//! # Video Frame Recorder
//!
//! Each VIDEO chunk is one encoded frame (e.g. a JPEG). Frames are written
//! verbatim into a per-session scratch directory as `000000.jpg`,
//! `000001.jpg`, ... in arrival order, then assembled into a single video
//! container by the codec bridge at finalize.

use super::recorder::{artifact_file_name, MediaError, Recorder};
use crate::codec::{CodecBridge, EncodeJob, VideoEncodeParams};
use crate::protocol::MediaSourceType;
use async_trait::async_trait;
use chrono::{DateTime, Utc};
use std::path::{Path, PathBuf};
use std::sync::Arc;
use std::time::Instant;
use tracing::{error, info, warn};

/// Width of the zero-padded frame index in frame file names.
pub const FRAME_INDEX_WIDTH: usize = 6;

/// Where and how a session's video gets assembled.
#[derive(Debug, Clone)]
pub struct VideoOutput {
    pub video_dir: PathBuf,
    pub scratch_root: PathBuf,
    pub frame_extension: String,
    pub container: String,
    pub params: VideoEncodeParams,
}

pub struct VideoFrameRecorder {
    session_id: String,
    created_at: DateTime<Utc>,
    scratch_dir: PathBuf,
    output: VideoOutput,
    bridge: Arc<dyn CodecBridge>,
    frame_count: u64,
    finalized: bool,
}

impl VideoFrameRecorder {
    pub fn new(session_id: &str, output: VideoOutput, bridge: Arc<dyn CodecBridge>) -> Self {
        let scratch_dir = output.scratch_root.join(session_id);
        Self {
            session_id: session_id.to_string(),
            created_at: Utc::now(),
            scratch_dir,
            output,
            bridge,
            frame_count: 0,
            finalized: false,
        }
    }

    pub fn scratch_dir(&self) -> &Path {
        &self.scratch_dir
    }

    pub fn frame_count(&self) -> u64 {
        self.frame_count
    }

    /// Destination of the assembled video.
    pub fn output_path(&self) -> PathBuf {
        self.output.video_dir.join(artifact_file_name(
            &self.session_id,
            self.created_at,
            &self.output.container,
        ))
    }

    fn frame_file_name(&self, index: u64) -> String {
        format!(
            "{:0width$}.{}",
            index,
            self.output.frame_extension,
            width = FRAME_INDEX_WIDTH
        )
    }

    fn frame_pattern(&self) -> String {
        format!("%0{}d.{}", FRAME_INDEX_WIDTH, self.output.frame_extension)
    }

    async fn remove_scratch_dir(&self) {
        if let Err(err) = tokio::fs::remove_dir_all(&self.scratch_dir).await {
            warn!(
                session_id = %self.session_id,
                dir = %self.scratch_dir.display(),
                "Failed to remove frame directory: {}",
                err
            );
        }
    }
}

#[async_trait]
impl Recorder for VideoFrameRecorder {
    fn media_type(&self) -> MediaSourceType {
        MediaSourceType::Video
    }

    async fn write(&mut self, chunk: &[u8]) -> Result<(), MediaError> {
        if self.finalized {
            return Err(MediaError::AlreadyFinalized(MediaSourceType::Video));
        }

        if self.frame_count == 0 {
            tokio::fs::create_dir_all(&self.scratch_dir)
                .await
                .map_err(|e| MediaError::io(&self.scratch_dir, e))?;
            info!(
                session_id = %self.session_id,
                dir = %self.scratch_dir.display(),
                "Created VIDEO frame directory"
            );
        }

        let path = self.scratch_dir.join(self.frame_file_name(self.frame_count));
        tokio::fs::write(&path, chunk)
            .await
            .map_err(|e| MediaError::io(&path, e))?;

        // Only counted once the frame is on disk, so indices never have gaps
        self.frame_count += 1;
        Ok(())
    }

    async fn finalize(&mut self) -> Result<Option<PathBuf>, MediaError> {
        if self.finalized {
            return Err(MediaError::AlreadyFinalized(MediaSourceType::Video));
        }
        self.finalized = true;

        if self.frame_count == 0 {
            return Ok(None);
        }

        let job = EncodeJob {
            frames_dir: self.scratch_dir.clone(),
            frame_pattern: self.frame_pattern(),
            frame_count: self.frame_count,
            output: self.output_path(),
            params: self.output.params.clone(),
        };

        let started = Instant::now();
        let result = self.bridge.encode_frames(&job).await;

        // The frames are useless either way
        self.remove_scratch_dir().await;
        self.frame_count = 0;

        match result {
            Ok(()) => {
                info!(
                    session_id = %self.session_id,
                    output = %job.output.display(),
                    frames = job.frame_count,
                    elapsed_ms = started.elapsed().as_millis() as u64,
                    "Video assembled"
                );
                Ok(Some(job.output))
            }
            Err(err) => {
                error!(session_id = %self.session_id, "Video assembly failed: {}", err);
                Err(MediaError::Encode(err))
            }
        }
    }
}

#[cfg(test)]
mod tests {
    use super::*;
    use crate::codec::mock::MockCodecBridge;

    fn output(root: &Path) -> VideoOutput {
        VideoOutput {
            video_dir: root.join("video"),
            scratch_root: root.join("frames"),
            frame_extension: "jpg".to_string(),
            container: "mp4".to_string(),
            params: VideoEncodeParams {
                frame_rate: 15,
                preset: "veryfast".to_string(),
                crf: 23,
                pixel_format: "yuv420p".to_string(),
            },
        }
    }

    async fn recorder_with(
        root: &Path,
        bridge: Arc<MockCodecBridge>,
    ) -> VideoFrameRecorder {
        tokio::fs::create_dir_all(root.join("video")).await.unwrap();
        VideoFrameRecorder::new("sess", output(root), bridge)
    }

    #[tokio::test]
    async fn test_frames_are_numbered_in_arrival_order() {
        let dir = tempfile::tempdir().unwrap();
        let bridge = Arc::new(MockCodecBridge::new());
        let mut recorder = recorder_with(dir.path(), bridge).await;

        for i in 0..12u8 {
            recorder.write(&[i; 4]).await.unwrap();
        }

        let mut names: Vec<String> = std::fs::read_dir(recorder.scratch_dir())
            .unwrap()
            .map(|e| e.unwrap().file_name().to_string_lossy().to_string())
            .collect();
        names.sort();
        let expected: Vec<String> = (0..12).map(|i| format!("{:06}.jpg", i)).collect();
        assert_eq!(names, expected);
        assert_eq!(recorder.frame_count(), 12);

        // Written verbatim
        let frame_7 = std::fs::read(recorder.scratch_dir().join("000007.jpg")).unwrap();
        assert_eq!(frame_7, vec![7u8; 4]);
    }

    #[tokio::test]
    async fn test_finalize_assembles_and_removes_scratch() {
        let dir = tempfile::tempdir().unwrap();
        let bridge = Arc::new(MockCodecBridge::new());
        let mut recorder = recorder_with(dir.path(), bridge.clone()).await;

        for i in 0..5u8 {
            recorder.write(&[i]).await.unwrap();
        }
        let scratch = recorder.scratch_dir().to_path_buf();
        let output = recorder.finalize().await.unwrap().unwrap();

        assert!(output.exists());
        assert_eq!(output.extension().unwrap(), "mp4");
        assert!(!scratch.exists());

        let encodes = bridge.encodes();
        assert_eq!(encodes.len(), 1);
        assert_eq!(encodes[0].job.frame_count, 5);
        assert_eq!(encodes[0].job.frame_pattern, "%06d.jpg");
        assert_eq!(encodes[0].job.params.frame_rate, 15);
        assert_eq!(
            encodes[0].frames_seen,
            vec!["000000.jpg", "000001.jpg", "000002.jpg", "000003.jpg", "000004.jpg"]
        );
    }

    #[tokio::test]
    async fn test_encoder_failure_still_removes_scratch() {
        let dir = tempfile::tempdir().unwrap();
        let bridge = Arc::new(MockCodecBridge::new().failing_encode());
        let mut recorder = recorder_with(dir.path(), bridge).await;

        recorder.write(b"frame").await.unwrap();
        let scratch = recorder.scratch_dir().to_path_buf();
        let output_path = recorder.output_path();

        assert!(matches!(recorder.finalize().await, Err(MediaError::Encode(_))));
        assert!(!scratch.exists());
        assert!(!output_path.exists());
    }

    #[tokio::test]
    async fn test_finalize_without_frames_is_noop() {
        let dir = tempfile::tempdir().unwrap();
        let bridge = Arc::new(MockCodecBridge::new());
        let mut recorder = recorder_with(dir.path(), bridge.clone()).await;

        assert!(recorder.finalize().await.unwrap().is_none());
        assert!(bridge.encodes().is_empty());
        assert!(!recorder.scratch_dir().exists());
    }

    #[tokio::test]
    async fn test_second_finalize_does_not_encode_again() {
        let dir = tempfile::tempdir().unwrap();
        let bridge = Arc::new(MockCodecBridge::new());
        let mut recorder = recorder_with(dir.path(), bridge.clone()).await;

        recorder.write(b"frame").await.unwrap();
        recorder.finalize().await.unwrap();
        assert!(recorder.finalize().await.is_err());
        assert_eq!(bridge.encodes().len(), 1);
    }
}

=-=-=

> [ASSIGNMENT]:
Retype, exactly and in full, the listing from its first line to the one holding "bridge at finalize.", both included.

> [EXERCISE RESULT]:
//! # Video Frame Recorder
//!
//! Each VIDEO chunk is one encoded frame (e.g. a JPEG). Frames are written
//! verbatim into a per-session scratch directory as `000000.jpg`,
//! `000001.jpg`, ... in arrival order, then assembled into a single video
//! container by the codec bridge at finalize.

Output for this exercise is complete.